Problem to solve =
Your output should be the entries below, from the first line up to and including the line with "let hospital = Routine::filled(LocationRef::hospital());", reproduced exactly and with no other lines.

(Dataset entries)
____________

#[cfg(test)]
mod tests {
    use super::*;
    use crate::assert_almost_eq;
    use crate::infection_manager;
    use crate::parameters::{ModelType, Params, PolicyParams};
    use crate::people::{AgeGroup, PersonFactors};
    use crate::routine::Routine;
    use crate::town::LocationRef;

    fn person(hygiene: f64, legality: f64, routine: Routine) -> Person {
        Person::new(
            PersonId(0),
            0,
            AgeGroup::Adult,
            PersonFactors {
                health: 1.0,
                hygiene,
                legality,
            },
            routine,
        )
    }

    #[test]
    fn contact_counts() {
        assert_eq!(contact_count(8.0, EmergencyLevel::NONE, 0.2, 1.0), 8);
        assert_eq!(contact_count(0.448, EmergencyLevel::NONE, 0.2, 1.0), 1);
        // 10 * 0.6 * 0.5 = 3
        assert_eq!(contact_count(10.0, EmergencyLevel::MEDIUM, 0.2, 0.5), 3);
        assert_eq!(contact_count(0.0, EmergencyLevel::NONE, 0.2, 2.0), 0);
        assert_eq!(contact_count(5.0, EmergencyLevel::HIGH, 0.5, 1.0), 0);
    }

    #[test]
    fn transmission_chance() {
        let at_home = Routine::filled(LocationRef::house(0));
        let infected = person(2.0, 1.0, at_home);
        let contact = person(0.5, 1.0, at_home);
        // 24 * 0.448 = 10.752 interactions a day, over 5 days.
        assert_almost_eq!(
            base_transmission_chance(2.0, 5, &infected, &contact),
            2.0 / (10.752 * 5.0),
            1e-12
        );
    }

    #[test]
    fn no_interactions_means_no_transmission() {
        let hospital = Routine::filled(LocationRef::hospital());
        let infected = person(1.0, 1.0, hospital);
        let contact = person(1.0, 1.0, hospital);
        assert_eq!(base_transmission_chance(3.0, 5, &infected, &contact), 0.0);
    }

    // Everyone shares one workplace at hour 10; person 0 is infectious.
    fn office(size: usize, r0: f64, hygiene: f64, legality: f64) -> Context {
        let mut context = Context::new();
        context
            .init_parameters(Params {
                population: size,
                r0,
                infectious_duration_days: 1,
                model_type: ModelType::SIR,
                policy: PolicyParams {
                    hospitalization_base_rate: 0.0,
                    ..PolicyParams::default()
                },
                ..Params::default()
            })
            .unwrap();
        context.init_town(size).unwrap();
        infection_manager::init(&mut context).unwrap();
        for household in 0..size {
            let mut routine = Routine::filled(LocationRef::house(household));
            routine.set(10, LocationRef::new(LocationCategory::Workplace, 0));
            context.add_person(
                household,
                AgeGroup::Adult,
                PersonFactors {
                    health: 1.0,
                    hygiene,
                    legality,
                },
                routine,
            );
        }
        context.infect(PersonId(0));
        context.set_current_hour(10);
        context.update_occupancy();
        context
    }

    #[test]
    fn certain_transmission_reaches_sampled_contacts() {
        // The chance is far above 1, so every susceptible contact is infected.
        let mut context = office(20, 1000.0, 1.0, 1.0);
        let infected = context.run_transmission();
        // Workplace expects 8 contacts an hour.
        assert_eq!(infected.len(), 8);
        assert_eq!(context.count_status(InfectionStatus::Infectious), 9);
        assert_eq!(
            context.infections_by_location()[LocationCategory::Workplace.index()],
            8
        );
        context.check_conservation().unwrap();
    }

    #[test]
    fn small_rooms_meet_everyone() {
        let mut context = office(4, 1000.0, 1.0, 1.0);
        let infected = context.run_transmission();
        assert_eq!(infected.len(), 3);
    }

    #[test]
    fn newly_infected_wait_for_next_hour() {
        let mut context = office(30, 1000.0, 1.0, 1.0);
        let first = context.run_transmission();
        assert_eq!(first.len(), 8);
        // Only the nine infectious at the start of this hour transmit, and each meets at most
        // eight others.
        let second = context.run_transmission();
        assert!(second.len() <= 9 * 8);
        assert_eq!(
            context.count_status(InfectionStatus::Infectious),
            9 + second.len()
        );
    }

    #[test]
    fn zero_chance_infects_nobody() {
        let mut context = office(10, 1e-300, 1e-150, 1.0);
        assert!(context.run_transmission().is_empty());
        assert_eq!(context.infections_by_location(), [0; LocationCategory::COUNT]);
    }

    #[test]
    fn people_alone_infect_nobody() {
        let mut context = office(3, 1000.0, 1.0, 1.0);
        context.set_current_hour(2);
        context.update_occupancy();
        assert!(context.run_transmission().is_empty());
    }

    #[test]
    fn masks_follow_mandate_and_legality() {
        let mut context = office(3, 1.0, 1.0, 1.0);
        assert!(!context.wears_mask(PersonId(0), LocationCategory::Workplace));
        context.set_emergency_level(EmergencyLevel::LOW);
        assert!(context.wears_mask(PersonId(0), LocationCategory::Workplace));
        assert!(!context.wears_mask(PersonId(0), LocationCategory::Outdoors));
        assert!(!context.wears_mask(PersonId(0), LocationCategory::House));
        context.set_emergency_level(EmergencyLevel::MEDIUM);
        assert!(context.wears_mask(PersonId(0), LocationCategory::Outdoors));
    }

    #[test]
    fn masks_scale_the_chance_once_per_wearer() {
        let mut context = office(3, 2.0, 1.0, 1.0);
        let unmasked = context.transmission_chance(
            PersonId(0),
            PersonId(1),
            LocationCategory::Workplace,
        );
        let base = base_transmission_chance(
            2.0,
            1,
            context.get_person(PersonId(0)),
            context.get_person(PersonId(1)),
        );
        assert_almost_eq!(unmasked, base, 1e-12);
        assert!(unmasked > 0.04 && unmasked < 1.0);

        context.set_emergency_level(EmergencyLevel::LOW);
        let masked = context.transmission_chance(
            PersonId(0),
            PersonId(1),
            LocationCategory::Workplace,
        );
        assert_almost_eq!(masked, unmasked * 0.04, 1e-12);
        // No mandate at home.
        assert_almost_eq!(
            context.transmission_chance(PersonId(0), PersonId(1), LocationCategory::House),
            unmasked,
            1e-12
        );
    }

    // 400 coworkers at level 1, the first 100 infectious. Unmasked, each contact has an even
    // chance of transmission.
    fn masked_office(mask_multiplier: f64) -> Context {
        let size = 400;
        let mut context = Context::new();
        context
            .init_parameters(Params {
                population: size,
                // 23 house hours at 0.448 plus one workplace hour at 8.
                r0: 0.5 * 18.304,
                infectious_duration_days: 1,
                model_type: ModelType::SIR,
                policy: PolicyParams {
                    hospitalization_base_rate: 0.0,
                    mask_transmission_multiplier: mask_multiplier,
                    ..PolicyParams::default()
                },
                ..Params::default()
            })
            .unwrap();
        context.init_town(size).unwrap();
        infection_manager::init(&mut context).unwrap();
        for household in 0..size {
            let mut routine = Routine::filled(LocationRef::house(household));
            routine.set(10, LocationRef::new(LocationCategory::Workplace, 0));
            context.add_person(
                household,
                AgeGroup::Adult,
                PersonFactors {
                    health: 1.0,
                    hygiene: 1.0,
                    legality: 1.0,
                },
                routine,
            );
        }
        for index in 0..100 {
            context.infect(PersonId(index));
        }
        context.set_emergency_level(EmergencyLevel::LOW);
        context.set_current_hour(10);
        context.update_occupancy();
        context
    }

    #[test]
    fn masks_cut_infections() {
        let unmasked = masked_office(1.0).run_transmission().len();
        let masked = masked_office(0.2).run_transmission().len();
        // Expected roughly 175 against 10.
        assert!(unmasked > 100, "unmasked: {unmasked}");
        assert!(masked < 40, "masked: {masked}");
        assert!(masked * 4 < unmasked);
    }

    #[test]
    fn partial_legality_masks_some_of_the_time() {
        let mut context = office(3, 1.0, 1.0, 0.5);
        assert!(!context.wears_mask(PersonId(0), LocationCategory::Workplace));
        context.set_emergency_level(EmergencyLevel::LOW);
        let trials = 4000;
        let masked = (0..trials)
            .filter(|_| context.wears_mask(PersonId(0), LocationCategory::Workplace))
            .count();
        // Two thousand expected, with a standard deviation near 32.
        assert!((1800..=2200).contains(&masked), "masked {masked} of {trials}");
    }

    #[test]
    fn incidence_report_rows() {
        let temp_dir = tempfile::tempdir().unwrap();
        let mut context = office(4, 1000.0, 1.0, 1.0);
        context
            .report_options()
            .directory(temp_dir.path().to_path_buf());
        context
            .add_report::<TransmissionEvent>("transmissions")
            .unwrap();
        context.run_transmission();

        let mut reader =
            csv::Reader::from_path(temp_dir.path().join("transmissions.csv")).unwrap();
        let rows: Vec<TransmissionEvent> = reader.deserialize().map(Result::unwrap).collect();
        assert_eq!(rows.len(), 3);
        for row in rows {
            assert_eq!(row.source, PersonId(0));
            assert_eq!(row.hour, 10);
            assert_eq!(row.location_category, LocationCategory::Workplace);
            assert_eq!(row.location_id, 0);
        }
    }
}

____________

Solution to the exercise =
#[cfg(test)]
mod tests {
    use super::*;
    use crate::assert_almost_eq;
    use crate::infection_manager;
    use crate::parameters::{ModelType, Params, PolicyParams};
    use crate::people::{AgeGroup, PersonFactors};
    use crate::routine::Routine;
    use crate::town::LocationRef;

    fn person(hygiene: f64, legality: f64, routine: Routine) -> Person {
        Person::new(
            PersonId(0),
            0,
            AgeGroup::Adult,
            PersonFactors {
                health: 1.0,
                hygiene,
                legality,
            },
            routine,
        )
    }

    #[test]
    fn contact_counts() {
        assert_eq!(contact_count(8.0, EmergencyLevel::NONE, 0.2, 1.0), 8);
        assert_eq!(contact_count(0.448, EmergencyLevel::NONE, 0.2, 1.0), 1);
        // 10 * 0.6 * 0.5 = 3
        assert_eq!(contact_count(10.0, EmergencyLevel::MEDIUM, 0.2, 0.5), 3);
        assert_eq!(contact_count(0.0, EmergencyLevel::NONE, 0.2, 2.0), 0);
        assert_eq!(contact_count(5.0, EmergencyLevel::HIGH, 0.5, 1.0), 0);
    }

    #[test]
    fn transmission_chance() {
        let at_home = Routine::filled(LocationRef::house(0));
        let infected = person(2.0, 1.0, at_home);
        let contact = person(0.5, 1.0, at_home);
        // 24 * 0.448 = 10.752 interactions a day, over 5 days.
        assert_almost_eq!(
            base_transmission_chance(2.0, 5, &infected, &contact),
            2.0 / (10.752 * 5.0),
            1e-12
        );
    }

    #[test]
    fn no_interactions_means_no_transmission() {
        let hospital = Routine::filled(LocationRef::hospital());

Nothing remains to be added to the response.